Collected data
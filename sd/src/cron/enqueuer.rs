//! Periodic enqueuer
//!
//! On a fixed interval, discovers the active-hashtag worklist and
//! submits one cron-origin task per hashtag at the default priority.

use std::sync::Arc;
use std::time::Duration;

use eyre::Result;
use tracing::{debug, error, info};

use crate::config::Config;
use crate::domain::TaskOrigin;
use crate::scheduler::Scheduler;
use crate::worklist::WorklistProvider;

pub struct PeriodicEnqueuer {
    scheduler: Arc<Scheduler>,
    worklist: Arc<dyn WorklistProvider>,
    interval: Duration,
    num_profiles: u32,
    priority: i32,
}

impl PeriodicEnqueuer {
    pub fn new(scheduler: Arc<Scheduler>, worklist: Arc<dyn WorklistProvider>, config: &Config) -> Self {
        Self {
            scheduler,
            worklist,
            interval: Duration::from_secs(config.cron.enqueue_interval_hours * 3600),
            num_profiles: config.scraper.default_num_profiles,
            priority: config.scheduler.default_priority,
        }
    }

    /// Run the timer loop; the first cycle fires one interval after start
    pub async fn run(self) {
        info!(interval_secs = self.interval.as_secs(), "Periodic enqueuer started");

        let mut interval = tokio::time::interval(self.interval);
        interval.tick().await; // completes immediately; cycles start after one period

        loop {
            interval.tick().await;
            if let Err(e) = self.run_once().await {
                error!(error = %e, "Enqueue cycle failed");
            }
        }
    }

    /// Run a single enqueue cycle; returns the number of tasks queued
    pub async fn run_once(&self) -> Result<usize> {
        let hashtags = self.worklist.active_hashtags().await?;

        if hashtags.is_empty() {
            // Not an error condition: nothing is due this cycle
            info!("No active hashtags found; skipping cycle");
            return Ok(0);
        }

        let mut queued = 0;
        for hashtag in &hashtags {
            match self
                .scheduler
                .submit(hashtag, self.num_profiles, TaskOrigin::Cron, self.priority)
                .await
            {
                Ok(task_id) => {
                    debug!(%task_id, hashtag, "Cron task queued");
                    queued += 1;
                }
                Err(e) => {
                    error!(hashtag, error = %e, "Failed to queue cron task");
                }
            }
        }

        info!(queued, total = hashtags.len(), "Enqueue cycle complete");
        Ok(queued)
    }
}

#[cfg(test)]
mod tests {
    use super::*;
    use async_trait::async_trait;

    use crate::executor::ScrapeExecutor;
    use crate::scheduler::SchedulerConfig;

    struct NoopExecutor;

    #[async_trait]
    impl ScrapeExecutor for NoopExecutor {
        async fn run(&self, _hashtag: &str, _num_profiles: u32) -> Result<()> {
            Ok(())
        }
    }

    struct FixedWorklist(Vec<String>);

    #[async_trait]
    impl WorklistProvider for FixedWorklist {
        async fn active_hashtags(&self) -> Result<Vec<String>> {
            Ok(self.0.clone())
        }
    }

    struct BrokenWorklist;

    #[async_trait]
    impl WorklistProvider for BrokenWorklist {
        async fn active_hashtags(&self) -> Result<Vec<String>> {
            Err(eyre::eyre!("airtable unreachable"))
        }
    }

    fn make_enqueuer(worklist: Arc<dyn WorklistProvider>) -> (Arc<Scheduler>, PeriodicEnqueuer) {
        let scheduler = Arc::new(Scheduler::new(SchedulerConfig::default(), Arc::new(NoopExecutor)));
        let config = Config::default();
        let enqueuer = PeriodicEnqueuer::new(Arc::clone(&scheduler), worklist, &config);
        (scheduler, enqueuer)
    }

    #[tokio::test]
    async fn test_run_once_queues_each_hashtag() {
        let (scheduler, enqueuer) =
            make_enqueuer(Arc::new(FixedWorklist(vec!["cricket".to_string(), "travel".to_string()])));

        let queued = enqueuer.run_once().await.unwrap();
        assert_eq!(queued, 2);

        let tasks = scheduler.list_all().await;
        assert_eq!(tasks.len(), 2);
        assert!(tasks.values().all(|t| t.origin == TaskOrigin::Cron));
        assert!(tasks.values().all(|t| t.num_profiles == 500));
    }

    #[tokio::test]
    async fn test_empty_worklist_skips_cycle() {
        let (scheduler, enqueuer) = make_enqueuer(Arc::new(FixedWorklist(vec![])));

        let queued = enqueuer.run_once().await.unwrap();
        assert_eq!(queued, 0);
        assert!(scheduler.list_all().await.is_empty());
    }

    #[tokio::test]
    async fn test_worklist_fault_propagates() {
        let (scheduler, enqueuer) = make_enqueuer(Arc::new(BrokenWorklist));

        assert!(enqueuer.run_once().await.is_err());
        assert!(scheduler.list_all().await.is_empty());
    }
}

# ASSIGNMENT:
Print all of the entries again, exactly as written.

# SOLUTION TO THIS PROBLEM:
filename sd/src/cron/enqueuer.rs
//! Periodic enqueuer
//!
//! On a fixed interval, discovers the active-hashtag worklist and
//! submits one cron-origin task per hashtag at the default priority.

use std::sync::Arc;
use std::time::Duration;

use eyre::Result;
use tracing::{debug, error, info};

use crate::config::Config;
use crate::domain::TaskOrigin;
use crate::scheduler::Scheduler;
use crate::worklist::WorklistProvider;

pub struct PeriodicEnqueuer {
    scheduler: Arc<Scheduler>,
    worklist: Arc<dyn WorklistProvider>,
    interval: Duration,
    num_profiles: u32,
    priority: i32,
}

impl PeriodicEnqueuer {
    pub fn new(scheduler: Arc<Scheduler>, worklist: Arc<dyn WorklistProvider>, config: &Config) -> Self {
        Self {
            scheduler,
            worklist,
            interval: Duration::from_secs(config.cron.enqueue_interval_hours * 3600),
            num_profiles: config.scraper.default_num_profiles,
            priority: config.scheduler.default_priority,
        }
    }

    /// Run the timer loop; the first cycle fires one interval after start
    pub async fn run(self) {
        info!(interval_secs = self.interval.as_secs(), "Periodic enqueuer started");

        let mut interval = tokio::time::interval(self.interval);
        interval.tick().await; // completes immediately; cycles start after one period

        loop {
            interval.tick().await;
            if let Err(e) = self.run_once().await {
                error!(error = %e, "Enqueue cycle failed");
            }
        }
    }

    /// Run a single enqueue cycle; returns the number of tasks queued
    pub async fn run_once(&self) -> Result<usize> {
        let hashtags = self.worklist.active_hashtags().await?;

        if hashtags.is_empty() {
            // Not an error condition: nothing is due this cycle
            info!("No active hashtags found; skipping cycle");
            return Ok(0);
        }

        let mut queued = 0;
        for hashtag in &hashtags {
            match self
                .scheduler
                .submit(hashtag, self.num_profiles, TaskOrigin::Cron, self.priority)
                .await
            {
                Ok(task_id) => {
                    debug!(%task_id, hashtag, "Cron task queued");
                    queued += 1;
                }
                Err(e) => {
                    error!(hashtag, error = %e, "Failed to queue cron task");
                }
            }
        }

        info!(queued, total = hashtags.len(), "Enqueue cycle complete");
        Ok(queued)
    }
}

#[cfg(test)]
mod tests {
    use super::*;
    use async_trait::async_trait;

    use crate::executor::ScrapeExecutor;
    use crate::scheduler::SchedulerConfig;

    struct NoopExecutor;

    #[async_trait]
    impl ScrapeExecutor for NoopExecutor {
        async fn run(&self, _hashtag: &str, _num_profiles: u32) -> Result<()> {
            Ok(())
        }
    }

    struct FixedWorklist(Vec<String>);

    #[async_trait]
    impl WorklistProvider for FixedWorklist {
        async fn active_hashtags(&self) -> Result<Vec<String>> {
            Ok(self.0.clone())
        }
    }

    struct BrokenWorklist;

    #[async_trait]
    impl WorklistProvider for BrokenWorklist {
        async fn active_hashtags(&self) -> Result<Vec<String>> {
            Err(eyre::eyre!("airtable unreachable"))
        }
    }

    fn make_enqueuer(worklist: Arc<dyn WorklistProvider>) -> (Arc<Scheduler>, PeriodicEnqueuer) {
        let scheduler = Arc::new(Scheduler::new(SchedulerConfig::default(), Arc::new(NoopExecutor)));
        let config = Config::default();
        let enqueuer = PeriodicEnqueuer::new(Arc::clone(&scheduler), worklist, &config);
        (scheduler, enqueuer)
    }

    #[tokio::test]
    async fn test_run_once_queues_each_hashtag() {
        let (scheduler, enqueuer) =
            make_enqueuer(Arc::new(FixedWorklist(vec!["cricket".to_string(), "travel".to_string()])));

        let queued = enqueuer.run_once().await.unwrap();
        assert_eq!(queued, 2);

        let tasks = scheduler.list_all().await;
        assert_eq!(tasks.len(), 2);
        assert!(tasks.values().all(|t| t.origin == TaskOrigin::Cron));
        assert!(tasks.values().all(|t| t.num_profiles == 500));
    }

    #[tokio::test]
    async fn test_empty_worklist_skips_cycle() {
        let (scheduler, enqueuer) = make_enqueuer(Arc::new(FixedWorklist(vec![])));

        let queued = enqueuer.run_once().await.unwrap();
        assert_eq!(queued, 0);
        assert!(scheduler.list_all().await.is_empty());
    }

    #[tokio::test]
    async fn test_worklist_fault_propagates() {
        let (scheduler, enqueuer) = make_enqueuer(Arc::new(BrokenWorklist));

        assert!(enqueuer.run_once().await.is_err());
        assert!(scheduler.list_all().await.is_empty());
    }
}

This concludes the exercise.